蘇生は近くの町の神殿にリスポーンするらしい。
まぁ、蘇生でいいか。覚えてろよスライムども。
ぽちっとな。
―― 蘇生します ――
一瞬の暗転。そして明転すると、神殿の椅子に腰掛けている状態だった。
「あ~神殿ってこうなってるんだ~」
前方には白い石像。たぶん神様。
その手前には偉い人がお話するんだろう壇が置かれていて、その手前に長椅子が幾つも綺麗に並んでいる。

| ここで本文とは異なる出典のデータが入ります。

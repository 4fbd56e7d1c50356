#![allow(dead_code)]

use std::collections::VecDeque;
use std::future::Future;
use std::sync::atomic::{AtomicUsize, Ordering};
use std::sync::{Arc, Mutex};
use std::time::Duration;

use dispatch_report_service::fetch_error::SourceError;
use dispatch_report_service::fetcher::RetryPolicy;
use dispatch_report_service::normalizer::{CellValue, RawRow};
use dispatch_report_service::sheets_client::SheetSource;

/// In-memory sheet source that replays a scripted list of responses.
///
/// Once the script runs out every further read returns an empty region.
#[derive(Clone, Default)]
pub struct ScriptedSource {
    script: Arc<Mutex<VecDeque<Result<Vec<RawRow>, SourceError>>>>,
    calls: Arc<AtomicUsize>,
    requested: Arc<Mutex<Vec<(String, String)>>>,
}

impl ScriptedSource {
    pub fn new(script: Vec<Result<Vec<RawRow>, SourceError>>) -> Self {
        Self {
            script: Arc::new(Mutex::new(script.into())),
            ..Self::default()
        }
    }

    pub fn push(&self, response: Result<Vec<RawRow>, SourceError>) {
        self.script.lock().unwrap().push_back(response);
    }

    pub fn calls(&self) -> usize {
        self.calls.load(Ordering::SeqCst)
    }

    pub fn requested(&self) -> Vec<(String, String)> {
        self.requested.lock().unwrap().clone()
    }
}

impl SheetSource for ScriptedSource {
    fn read_range(
        &self,
        sheet: &str,
        range: &str,
    ) -> impl Future<Output = Result<Vec<RawRow>, SourceError>> + Send {
        self.calls.fetch_add(1, Ordering::SeqCst);
        self.requested
            .lock()
            .unwrap()
            .push((sheet.to_string(), range.to_string()));
        let next = self
            .script
            .lock()
            .unwrap()
            .pop_front()
            .unwrap_or_else(|| Ok(Vec::new()));
        async move { next }
    }
}

pub fn server_error() -> SourceError {
    SourceError::Server {
        status: 500,
        message: "Internal error encountered.".to_string(),
    }
}

pub fn not_found() -> SourceError {
    SourceError::NotFound {
        status: 400,
        message: "Unable to parse range".to_string(),
    }
}

/// Retry policy with millisecond delays so tests stay fast.
pub fn fast_retry() -> RetryPolicy {
    RetryPolicy {
        max_attempts: 3,
        base_delay: Duration::from_millis(1),
        factor: 1.5,
    }
}

pub fn row(cells: &[&str]) -> RawRow {
    cells.iter().map(|c| CellValue::from(*c)).collect()
}

/// The example block used across tests: two organizations and a spacer row.
pub fn sample_rows() -> Vec<RawRow> {
    vec![
        row(&["Org A", "10", "7", "2", "1", "0"]),
        row(&["", "", "", "", "", ""]),
        row(&["Org B", "4", "4", "0", "0", "0"]),
    ]
}
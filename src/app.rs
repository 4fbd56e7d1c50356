use tokio::task::JoinHandle;
use tower_http::trace::TraceLayer;
use tracing::info;

use crate::api::{create_router, AppState};
use crate::config::Config;
use crate::fetcher::SheetFetcher;
use crate::period::ConfigError;
use crate::schema::RowWindow;
use crate::services::ReportService;
use crate::sheets_client::SheetsApiClient;

/// Sheets client and retrying fetcher configured from `config`.
///
/// Shared by the server and the `period-report` CLI so both resolve auth,
/// timeout and retry settings the same way.
pub fn sheet_fetcher(config: &Config) -> Result<SheetFetcher<SheetsApiClient>, ConfigError> {
    let client = SheetsApiClient::new(
        config.sheets_api_url.clone(),
        config.spreadsheet_id.clone(),
        config.sheets_auth(),
        config.request_timeout(),
    )?;
    Ok(SheetFetcher::with_settings(
        client,
        RowWindow::default(),
        config.retry_policy(),
    ))
}

/// Running application: the HTTP server task.
pub struct Application {
    pub server_handle: JoinHandle<Result<(), std::io::Error>>,
}

impl Application {
    /// Wire client, fetcher, service and router, then spawn the server.
    pub async fn build(config: Config) -> Result<Self, Box<dyn std::error::Error>> {
        info!("Initializing application components");

        let fetcher = sheet_fetcher(&config)?;

        info!(
            "Report cache TTL: {}s, fetch attempts: {}",
            config.cache_ttl_secs, config.fetch_max_attempts
        );
        let report_service = ReportService::new(fetcher, config.cache_ttl());

        let app = create_router(AppState { report_service }).layer(TraceLayer::new_for_http());

        let addr = config.server_addr();
        info!("Starting HTTP server on {}", addr);

        let server_handle = tokio::spawn(async move {
            let listener = tokio::net::TcpListener::bind(&addr).await?;
            axum::serve(listener, app).await
        });

        info!("Application initialized successfully");

        Ok(Self { server_handle })
    }

    /// Run until the server stops.
    pub async fn run_until_stopped(self) -> Result<(), Box<dyn std::error::Error>> {
        self.server_handle.await??;
        Ok(())
    }
}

現実の教会ってこんなイメージだよねっていう空間作り。
ただ、ステンドガラスじゃなくてただの色ガラスなのがちょっと不思議。
ガラスアートは発展しなかった設定なのだろうか?
「とりあえず、デスペナなんだろう?」
ログを確認するけど、アイテムも所持金も経験値も減ってない。
「おぉ有情」
他の可能性を考えて視界をよく観察すると左上にちっさくアイコンが出ていた。
「デバフかぁ。ステータス半減。ゲーム内で1時間か。まぁ妥当かなぁ」
ちょうどいいし、ログアウトしよっかな。